ASSIGNMENT - Repeat precisely the span of lines below that opens with the line containing "filename crates/cli/src/lib.rs" and closes with the line containing "String, password: String", both included.
▼
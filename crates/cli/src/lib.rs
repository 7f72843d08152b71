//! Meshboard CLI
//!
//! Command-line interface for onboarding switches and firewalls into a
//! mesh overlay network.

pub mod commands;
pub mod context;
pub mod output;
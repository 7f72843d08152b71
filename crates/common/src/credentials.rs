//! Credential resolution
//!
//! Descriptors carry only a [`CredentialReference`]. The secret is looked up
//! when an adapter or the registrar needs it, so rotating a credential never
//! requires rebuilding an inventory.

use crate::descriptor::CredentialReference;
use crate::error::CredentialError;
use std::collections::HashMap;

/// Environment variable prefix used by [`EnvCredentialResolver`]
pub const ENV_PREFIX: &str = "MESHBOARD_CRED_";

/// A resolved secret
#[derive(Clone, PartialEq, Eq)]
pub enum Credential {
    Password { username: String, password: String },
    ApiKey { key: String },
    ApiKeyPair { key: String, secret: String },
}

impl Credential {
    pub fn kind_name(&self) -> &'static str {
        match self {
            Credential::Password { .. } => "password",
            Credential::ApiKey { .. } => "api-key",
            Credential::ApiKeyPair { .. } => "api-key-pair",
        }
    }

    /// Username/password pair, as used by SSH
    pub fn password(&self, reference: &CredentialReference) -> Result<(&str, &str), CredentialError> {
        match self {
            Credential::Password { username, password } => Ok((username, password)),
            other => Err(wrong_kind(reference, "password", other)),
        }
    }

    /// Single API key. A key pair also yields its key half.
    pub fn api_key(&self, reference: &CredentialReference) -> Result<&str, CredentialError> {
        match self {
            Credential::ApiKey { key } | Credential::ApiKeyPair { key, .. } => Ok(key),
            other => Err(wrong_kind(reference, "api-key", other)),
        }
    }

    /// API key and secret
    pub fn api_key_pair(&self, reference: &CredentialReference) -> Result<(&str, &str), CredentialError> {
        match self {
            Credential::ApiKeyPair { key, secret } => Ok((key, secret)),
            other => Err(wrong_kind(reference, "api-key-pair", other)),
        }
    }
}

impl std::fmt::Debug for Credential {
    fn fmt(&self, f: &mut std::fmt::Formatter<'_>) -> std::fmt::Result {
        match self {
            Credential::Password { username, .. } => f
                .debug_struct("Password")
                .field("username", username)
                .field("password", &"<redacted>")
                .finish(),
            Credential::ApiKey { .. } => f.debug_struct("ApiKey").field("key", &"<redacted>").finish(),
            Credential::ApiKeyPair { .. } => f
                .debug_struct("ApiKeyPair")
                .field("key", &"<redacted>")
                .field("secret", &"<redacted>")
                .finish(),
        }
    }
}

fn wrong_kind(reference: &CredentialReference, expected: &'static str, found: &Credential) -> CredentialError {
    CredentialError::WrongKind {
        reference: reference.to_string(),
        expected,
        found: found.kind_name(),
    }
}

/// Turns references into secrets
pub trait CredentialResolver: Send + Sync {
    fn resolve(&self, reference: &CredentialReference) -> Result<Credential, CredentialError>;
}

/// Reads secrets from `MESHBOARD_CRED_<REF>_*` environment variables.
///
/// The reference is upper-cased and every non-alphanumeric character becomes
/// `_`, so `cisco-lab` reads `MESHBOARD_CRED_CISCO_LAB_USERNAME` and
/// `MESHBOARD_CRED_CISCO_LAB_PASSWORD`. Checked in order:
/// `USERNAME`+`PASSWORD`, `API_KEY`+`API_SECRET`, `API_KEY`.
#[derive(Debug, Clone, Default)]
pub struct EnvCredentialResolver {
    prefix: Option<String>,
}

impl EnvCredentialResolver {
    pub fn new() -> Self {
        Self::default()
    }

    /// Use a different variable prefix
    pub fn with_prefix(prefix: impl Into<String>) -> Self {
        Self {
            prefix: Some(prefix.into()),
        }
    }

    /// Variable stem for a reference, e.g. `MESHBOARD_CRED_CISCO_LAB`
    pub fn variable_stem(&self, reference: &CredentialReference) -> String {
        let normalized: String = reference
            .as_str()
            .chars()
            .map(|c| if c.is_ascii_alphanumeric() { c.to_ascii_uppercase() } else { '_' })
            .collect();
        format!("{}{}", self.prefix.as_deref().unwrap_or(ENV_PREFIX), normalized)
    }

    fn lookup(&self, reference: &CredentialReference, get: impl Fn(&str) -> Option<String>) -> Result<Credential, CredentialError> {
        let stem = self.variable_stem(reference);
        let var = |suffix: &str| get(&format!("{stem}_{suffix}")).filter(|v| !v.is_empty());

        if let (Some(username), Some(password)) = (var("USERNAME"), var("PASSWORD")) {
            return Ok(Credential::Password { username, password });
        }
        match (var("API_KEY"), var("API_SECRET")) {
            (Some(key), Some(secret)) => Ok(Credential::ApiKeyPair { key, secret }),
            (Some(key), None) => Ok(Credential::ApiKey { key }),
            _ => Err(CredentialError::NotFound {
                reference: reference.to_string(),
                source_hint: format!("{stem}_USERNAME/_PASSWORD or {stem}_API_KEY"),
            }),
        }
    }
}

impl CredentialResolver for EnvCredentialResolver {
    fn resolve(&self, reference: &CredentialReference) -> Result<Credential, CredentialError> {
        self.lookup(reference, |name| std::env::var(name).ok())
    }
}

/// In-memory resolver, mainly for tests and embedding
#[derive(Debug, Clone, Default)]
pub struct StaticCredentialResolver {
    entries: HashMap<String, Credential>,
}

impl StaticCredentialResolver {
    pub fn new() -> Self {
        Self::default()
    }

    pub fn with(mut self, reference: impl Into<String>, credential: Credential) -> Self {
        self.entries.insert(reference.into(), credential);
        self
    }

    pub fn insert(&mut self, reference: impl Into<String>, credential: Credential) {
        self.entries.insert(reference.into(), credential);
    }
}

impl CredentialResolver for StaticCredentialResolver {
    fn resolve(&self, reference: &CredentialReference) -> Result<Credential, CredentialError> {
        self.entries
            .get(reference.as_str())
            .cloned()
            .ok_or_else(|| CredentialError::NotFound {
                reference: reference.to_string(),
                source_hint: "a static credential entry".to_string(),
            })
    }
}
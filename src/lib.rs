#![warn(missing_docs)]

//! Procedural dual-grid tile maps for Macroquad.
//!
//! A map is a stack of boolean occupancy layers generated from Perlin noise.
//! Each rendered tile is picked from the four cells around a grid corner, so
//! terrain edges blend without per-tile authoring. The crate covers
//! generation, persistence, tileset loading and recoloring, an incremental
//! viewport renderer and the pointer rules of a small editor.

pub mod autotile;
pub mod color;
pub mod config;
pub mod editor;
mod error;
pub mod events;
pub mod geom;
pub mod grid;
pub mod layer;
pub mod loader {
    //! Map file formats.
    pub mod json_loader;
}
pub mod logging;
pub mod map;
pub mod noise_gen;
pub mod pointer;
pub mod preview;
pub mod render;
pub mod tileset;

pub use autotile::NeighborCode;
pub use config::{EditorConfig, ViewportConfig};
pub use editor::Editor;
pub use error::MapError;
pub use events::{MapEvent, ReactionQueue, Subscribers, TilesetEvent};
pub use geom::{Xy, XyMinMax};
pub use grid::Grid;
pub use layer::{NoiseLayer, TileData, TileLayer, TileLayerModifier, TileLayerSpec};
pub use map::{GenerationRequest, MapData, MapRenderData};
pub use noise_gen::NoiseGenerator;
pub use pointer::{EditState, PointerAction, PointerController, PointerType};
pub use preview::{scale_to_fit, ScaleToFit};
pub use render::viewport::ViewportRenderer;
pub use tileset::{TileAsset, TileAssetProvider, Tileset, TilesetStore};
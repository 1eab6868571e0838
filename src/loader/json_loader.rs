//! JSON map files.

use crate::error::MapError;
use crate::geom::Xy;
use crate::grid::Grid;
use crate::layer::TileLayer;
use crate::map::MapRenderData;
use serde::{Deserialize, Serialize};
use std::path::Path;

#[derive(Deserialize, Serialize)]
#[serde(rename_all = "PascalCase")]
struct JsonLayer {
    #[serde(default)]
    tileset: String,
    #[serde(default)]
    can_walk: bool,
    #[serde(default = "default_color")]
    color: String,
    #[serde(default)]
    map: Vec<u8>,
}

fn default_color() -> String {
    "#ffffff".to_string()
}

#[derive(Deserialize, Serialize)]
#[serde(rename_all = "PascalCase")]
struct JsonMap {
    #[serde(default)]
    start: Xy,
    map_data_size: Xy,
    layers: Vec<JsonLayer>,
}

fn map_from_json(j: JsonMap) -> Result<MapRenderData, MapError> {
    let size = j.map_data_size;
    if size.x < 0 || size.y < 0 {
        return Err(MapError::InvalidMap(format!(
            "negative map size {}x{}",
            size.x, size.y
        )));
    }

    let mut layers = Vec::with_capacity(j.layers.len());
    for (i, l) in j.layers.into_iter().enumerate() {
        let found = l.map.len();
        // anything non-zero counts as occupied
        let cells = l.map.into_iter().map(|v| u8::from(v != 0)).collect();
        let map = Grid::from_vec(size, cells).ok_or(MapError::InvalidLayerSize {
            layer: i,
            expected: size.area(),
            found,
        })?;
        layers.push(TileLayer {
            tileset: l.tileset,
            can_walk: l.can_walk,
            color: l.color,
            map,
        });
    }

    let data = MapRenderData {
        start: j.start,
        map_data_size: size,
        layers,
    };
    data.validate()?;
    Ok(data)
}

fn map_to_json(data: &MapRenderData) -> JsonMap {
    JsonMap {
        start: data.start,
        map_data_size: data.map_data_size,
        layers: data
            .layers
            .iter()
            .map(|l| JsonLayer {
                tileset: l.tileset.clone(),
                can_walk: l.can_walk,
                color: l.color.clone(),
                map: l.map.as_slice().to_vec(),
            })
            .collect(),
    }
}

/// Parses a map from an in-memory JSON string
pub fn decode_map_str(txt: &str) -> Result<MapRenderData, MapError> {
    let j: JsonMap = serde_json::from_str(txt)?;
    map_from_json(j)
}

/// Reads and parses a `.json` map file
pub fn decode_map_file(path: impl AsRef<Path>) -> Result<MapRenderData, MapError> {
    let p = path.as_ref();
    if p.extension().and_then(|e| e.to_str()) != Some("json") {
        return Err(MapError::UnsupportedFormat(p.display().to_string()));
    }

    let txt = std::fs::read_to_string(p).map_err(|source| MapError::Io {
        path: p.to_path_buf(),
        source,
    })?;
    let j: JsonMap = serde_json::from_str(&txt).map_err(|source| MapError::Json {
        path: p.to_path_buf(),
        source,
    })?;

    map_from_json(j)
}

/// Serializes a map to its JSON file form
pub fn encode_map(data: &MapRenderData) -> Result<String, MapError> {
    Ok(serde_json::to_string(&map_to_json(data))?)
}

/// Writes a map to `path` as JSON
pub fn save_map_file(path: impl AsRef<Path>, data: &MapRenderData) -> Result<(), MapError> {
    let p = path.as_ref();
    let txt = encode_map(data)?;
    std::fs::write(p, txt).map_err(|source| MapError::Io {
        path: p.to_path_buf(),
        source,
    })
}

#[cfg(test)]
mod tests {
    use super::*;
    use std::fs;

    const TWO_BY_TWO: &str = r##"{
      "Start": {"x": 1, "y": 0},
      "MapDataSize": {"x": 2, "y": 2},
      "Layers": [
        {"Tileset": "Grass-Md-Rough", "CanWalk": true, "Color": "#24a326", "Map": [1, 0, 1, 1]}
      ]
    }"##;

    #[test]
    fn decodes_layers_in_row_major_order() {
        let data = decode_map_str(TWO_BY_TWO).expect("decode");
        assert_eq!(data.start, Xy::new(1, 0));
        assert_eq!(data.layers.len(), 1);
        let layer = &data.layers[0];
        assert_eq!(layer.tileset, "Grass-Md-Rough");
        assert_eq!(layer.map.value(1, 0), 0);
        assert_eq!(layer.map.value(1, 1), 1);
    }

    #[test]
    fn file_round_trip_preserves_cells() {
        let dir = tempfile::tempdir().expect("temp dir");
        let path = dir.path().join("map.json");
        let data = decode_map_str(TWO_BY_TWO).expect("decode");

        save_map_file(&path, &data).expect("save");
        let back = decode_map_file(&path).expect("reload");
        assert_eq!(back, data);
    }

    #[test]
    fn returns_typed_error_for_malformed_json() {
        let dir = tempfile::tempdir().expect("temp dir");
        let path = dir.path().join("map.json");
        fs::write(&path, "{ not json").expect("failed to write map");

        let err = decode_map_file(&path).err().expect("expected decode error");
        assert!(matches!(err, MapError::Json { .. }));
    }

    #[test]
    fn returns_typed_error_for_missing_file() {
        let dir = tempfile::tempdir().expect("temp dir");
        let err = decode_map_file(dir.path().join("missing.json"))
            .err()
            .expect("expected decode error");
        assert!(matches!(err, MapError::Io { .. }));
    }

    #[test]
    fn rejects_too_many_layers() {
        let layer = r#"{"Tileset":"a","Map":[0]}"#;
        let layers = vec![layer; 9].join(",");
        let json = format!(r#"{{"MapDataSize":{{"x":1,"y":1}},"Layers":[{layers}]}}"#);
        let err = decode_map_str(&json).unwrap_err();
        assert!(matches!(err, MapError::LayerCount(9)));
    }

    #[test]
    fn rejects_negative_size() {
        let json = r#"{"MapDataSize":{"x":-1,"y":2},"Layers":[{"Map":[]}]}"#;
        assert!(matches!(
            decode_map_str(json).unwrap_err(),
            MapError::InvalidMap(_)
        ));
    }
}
▲
▼
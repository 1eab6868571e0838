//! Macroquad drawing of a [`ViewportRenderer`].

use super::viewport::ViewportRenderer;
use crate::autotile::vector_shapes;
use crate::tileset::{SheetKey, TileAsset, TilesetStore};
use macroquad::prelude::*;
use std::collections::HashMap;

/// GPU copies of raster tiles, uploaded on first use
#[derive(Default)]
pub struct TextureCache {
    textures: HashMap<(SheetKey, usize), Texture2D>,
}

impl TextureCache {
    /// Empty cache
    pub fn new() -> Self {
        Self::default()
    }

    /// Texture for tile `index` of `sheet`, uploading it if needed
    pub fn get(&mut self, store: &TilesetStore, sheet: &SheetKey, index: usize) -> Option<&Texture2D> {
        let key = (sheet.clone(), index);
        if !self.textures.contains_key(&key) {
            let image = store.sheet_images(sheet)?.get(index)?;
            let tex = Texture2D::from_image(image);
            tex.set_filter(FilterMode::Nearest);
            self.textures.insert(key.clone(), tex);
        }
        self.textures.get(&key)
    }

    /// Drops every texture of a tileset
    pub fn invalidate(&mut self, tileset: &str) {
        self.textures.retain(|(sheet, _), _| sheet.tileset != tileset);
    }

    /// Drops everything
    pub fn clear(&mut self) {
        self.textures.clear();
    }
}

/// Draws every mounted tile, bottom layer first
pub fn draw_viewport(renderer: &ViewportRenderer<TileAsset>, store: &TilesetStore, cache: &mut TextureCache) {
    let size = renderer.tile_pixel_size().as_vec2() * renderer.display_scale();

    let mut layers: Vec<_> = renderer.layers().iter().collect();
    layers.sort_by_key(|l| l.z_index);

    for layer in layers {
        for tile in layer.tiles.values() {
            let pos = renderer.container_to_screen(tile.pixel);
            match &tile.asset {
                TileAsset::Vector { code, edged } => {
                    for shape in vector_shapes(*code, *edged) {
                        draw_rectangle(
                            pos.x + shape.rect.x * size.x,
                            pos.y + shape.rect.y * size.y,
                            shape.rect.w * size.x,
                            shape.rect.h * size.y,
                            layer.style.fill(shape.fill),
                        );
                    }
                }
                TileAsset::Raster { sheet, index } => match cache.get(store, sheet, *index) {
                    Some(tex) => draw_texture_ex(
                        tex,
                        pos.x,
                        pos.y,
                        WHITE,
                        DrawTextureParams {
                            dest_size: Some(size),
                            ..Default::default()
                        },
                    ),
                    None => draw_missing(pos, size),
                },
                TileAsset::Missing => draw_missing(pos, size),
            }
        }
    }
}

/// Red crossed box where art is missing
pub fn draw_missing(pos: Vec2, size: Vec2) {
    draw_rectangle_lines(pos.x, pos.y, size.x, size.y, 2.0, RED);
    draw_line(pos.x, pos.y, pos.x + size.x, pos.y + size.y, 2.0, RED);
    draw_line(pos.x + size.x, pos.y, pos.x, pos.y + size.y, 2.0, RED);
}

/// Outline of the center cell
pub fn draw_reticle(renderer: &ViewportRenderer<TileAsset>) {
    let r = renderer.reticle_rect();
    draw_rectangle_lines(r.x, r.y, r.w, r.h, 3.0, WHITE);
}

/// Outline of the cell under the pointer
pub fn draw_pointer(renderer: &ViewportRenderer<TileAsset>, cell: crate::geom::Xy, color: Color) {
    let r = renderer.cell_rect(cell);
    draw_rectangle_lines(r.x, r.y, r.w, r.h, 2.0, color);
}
▲
EXERCISE SOLUTION -
filename crates/cli/src/lib.rs
repository 7f72843d08152b71
//! Meshboard CLI
//!
//! Command-line interface for onboarding switches and firewalls into a
//! mesh overlay network.

pub mod commands;
pub mod context;
pub mod output;
repository 7f72843d08152b71
filename crates/common/src/credentials.rs
//! Credential resolution
//!
//! Descriptors carry only a [`CredentialReference`]. The secret is looked up
//! when an adapter or the registrar needs it, so rotating a credential never
//! requires rebuilding an inventory.

use crate::descriptor::CredentialReference;
use crate::error::CredentialError;
use std::collections::HashMap;

/// Environment variable prefix used by [`EnvCredentialResolver`]
pub const ENV_PREFIX: &str = "MESHBOARD_CRED_";

/// A resolved secret
#[derive(Clone, PartialEq, Eq)]
pub enum Credential {
    Password { username: String, password: String },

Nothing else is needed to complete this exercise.